▸ WHAT THE EXERCISE ASKS
Please repeat, exactly as written, the line containing "pub mod solver;" and every line after it through the end of the records below.

============

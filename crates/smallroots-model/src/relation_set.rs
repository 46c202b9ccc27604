//! Ordered collections of relations over one ring.

use std::fmt;
use std::ops::{Index, Range};
use std::sync::Arc;

use smallroots_poly::{PolyRing, Variable};

use crate::error::{Error, Result};
use crate::relation::Relation;
use crate::solution::PartialSolution;

/// A non-empty list of relations sharing one polynomial ring.
#[derive(Clone, PartialEq, Eq)]
pub struct RelationSet {
    relations: Vec<Relation>,
    ring: Arc<PolyRing>,
    unknown_moduli: Vec<Variable>,
}

impl RelationSet {
    /// Collects `relations`.
    ///
    /// # Errors
    ///
    /// Returns [`Error::InvalidInput`] for an empty list and
    /// [`Error::RingMismatch`] if the rings differ.
    pub fn new(relations: Vec<Relation>) -> Result<Self> {
        let ring = relations
            .first()
            .map(|r| r.ring().clone())
            .ok_or_else(|| Error::invalid("list of relations cannot be empty"))?;
        if relations.iter().any(|r| *r.ring() != ring) {
            return Err(Error::RingMismatch);
        }
        let mut unknown_moduli: Vec<Variable> =
            relations.iter().flat_map(Relation::unknown_moduli).collect();
        unknown_moduli.sort();
        unknown_moduli.dedup();
        Ok(Self {
            relations,
            ring,
            unknown_moduli,
        })
    }

    /// The shared ring.
    #[must_use]
    pub fn ring(&self) -> &Arc<PolyRing> {
        &self.ring
    }

    /// Generators of the shared ring.
    #[must_use]
    pub fn variables(&self) -> &[Variable] {
        self.ring.variables()
    }

    /// Symbols occurring in any modulus, sorted by name.
    #[must_use]
    pub fn unknown_moduli(&self) -> &[Variable] {
        &self.unknown_moduli
    }

    /// The relations.
    #[must_use]
    pub fn relations(&self) -> &[Relation] {
        &self.relations
    }

    /// Iterates over the relations.
    pub fn iter(&self) -> std::slice::Iter<'_, Relation> {
        self.relations.iter()
    }

    /// Number of relations.
    #[must_use]
    pub fn len(&self) -> usize {
        self.relations.len()
    }

    /// Never true for a constructed set.
    #[must_use]
    pub fn is_empty(&self) -> bool {
        self.relations.is_empty()
    }

    /// True if every relation holds at `solution`.
    ///
    /// # Errors
    ///
    /// Propagates [`Relation::check`] errors.
    pub fn check(&self, solution: &PartialSolution) -> Result<bool> {
        for rel in &self.relations {
            if !rel.check(solution)? {
                return Ok(false);
            }
        }
        Ok(true)
    }

    /// The relations in `range`.
    ///
    /// # Errors
    ///
    /// Returns [`Error::InvalidInput`] for an empty range.
    pub fn slice(&self, range: Range<usize>) -> Result<Self> {
        Self::new(self.relations[range].to_vec())
    }

    /// Both lists, `self` first.
    ///
    /// # Errors
    ///
    /// Returns [`Error::RingMismatch`] if the rings differ.
    pub fn concat(&self, other: &Self) -> Result<Self> {
        let mut relations = self.relations.clone();
        relations.extend(other.relations.iter().cloned());
        Self::new(relations)
    }

    /// Consumes the set into its relations.
    #[must_use]
    pub fn into_relations(self) -> Vec<Relation> {
        self.relations
    }
}

impl Index<usize> for RelationSet {
    type Output = Relation;

    fn index(&self, i: usize) -> &Relation {
        &self.relations[i]
    }
}

impl<'a> IntoIterator for &'a RelationSet {
    type Item = &'a Relation;
    type IntoIter = std::slice::Iter<'a, Relation>;

    fn into_iter(self) -> Self::IntoIter {
        self.relations.iter()
    }
}

impl fmt::Display for RelationSet {
    fn fmt(&self, f: &mut fmt::Formatter<'_>) -> fmt::Result {
        writeln!(f, "RelationSet in {:?} (", self.ring)?;
        for rel in &self.relations {
            writeln!(f, "\t{rel},")?;
        }
        write!(f, ")")
    }
}

impl fmt::Debug for RelationSet {
    fn fmt(&self, f: &mut fmt::Formatter<'_>) -> fmt::Result {
        if self.len() == 1 {
            write!(f, "RelationSet with 1 relation in {:?}", self.ring)
        } else {
            write!(f, "RelationSet with {} relations in {:?}", self.len(), self.ring)
        }
    }
}
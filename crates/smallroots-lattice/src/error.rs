//! Error type for lattice reduction.

use thiserror::Error;

/// Failures of the reduction backends.
#[derive(Debug, Error)]
pub enum LatticeError {
    /// The basis rows are linearly dependent.
    #[error("basis rows are linearly dependent (row {row})")]
    DependentRows {
        /// Index of the first row found to be dependent on earlier ones.
        row: usize,
    },
    /// The external reducer produced output that is not a matrix of the
    /// expected shape.
    #[error("malformed reducer output: {0}")]
    MalformedOutput(String),
    /// The external reducer exited unsuccessfully.
    #[error("reducer exited with {status}: {stderr}")]
    ReducerFailed {
        /// Exit status as reported by the OS.
        status: String,
        /// Captured standard error.
        stderr: String,
    },
    /// Spawning or talking to the external reducer failed.
    #[error("reducer I/O: {0}")]
    Io(#[from] std::io::Error),
}
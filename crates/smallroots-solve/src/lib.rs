//! # smallroots-solve
//!
//! Strategies and solvers for small roots of multivariate polynomial
//! systems, exactly or modulo known and unknown moduli.
//!
//! The pipeline of the Coppersmith solver:
//! - [`converter`]: recenter the unknowns, reorder monomials by bound
//!   size, optionally linearize nonlinear terms
//! - [`ideal`]: the ideals `J(k)` of polynomials vanishing modulo
//!   `∏ q_i^{k_i}` at the root, in increasing modulus size
//! - [`shift`]: suitable batches of shift relations from each ideal,
//!   optionally pruned with a maximum closure
//! - [`builder`] and [`reduction`]: primal or dual lattices and their
//!   scaled reduction
//! - [`recovery`]: integer relations or roots from the reduced basis
//!
//! [`solver::AutomatedSolver`] ties this together with a linear solver
//! and a Gröbner basis solver and completes partial solutions.

#![warn(missing_docs)]
#![warn(clippy::all)]
#![warn(clippy::pedantic)]
#![allow(clippy::module_name_repetitions)]

pub mod builder;
pub mod combinations;
pub mod config;
pub mod converter;
pub mod ideal;
pub mod reduction;
pub mod recovery;
pub mod shift;
pub mod solver;

#[cfg(test)]
mod proptests;

pub use builder::{DualBuilder, LatticeBuilder, PrimalBuilder};
pub use config::SolverConfig;
pub use converter::{ChainConverter, Conversion, ProblemConverter};
pub use ideal::RelationIdealGenerator;
pub use reduction::LatticeReduction;
pub use shift::{GraphShifts, OptimalShifts};
pub use solver::{
    AutomatedPartialSolver, AutomatedSolver, CoppersmithSolver, GroebnerSolver, LinearSolver, Solver,
};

============

▸ FINISHED EXERCISE
pub mod solver;

#[cfg(test)]
mod proptests;

pub use builder::{DualBuilder, LatticeBuilder, PrimalBuilder};
pub use config::SolverConfig;
pub use converter::{ChainConverter, Conversion, ProblemConverter};
pub use ideal::RelationIdealGenerator;
pub use reduction::LatticeReduction;
pub use shift::{GraphShifts, OptimalShifts};
pub use solver::{
    AutomatedPartialSolver, AutomatedSolver, CoppersmithSolver, GroebnerSolver, LinearSolver, Solver,
};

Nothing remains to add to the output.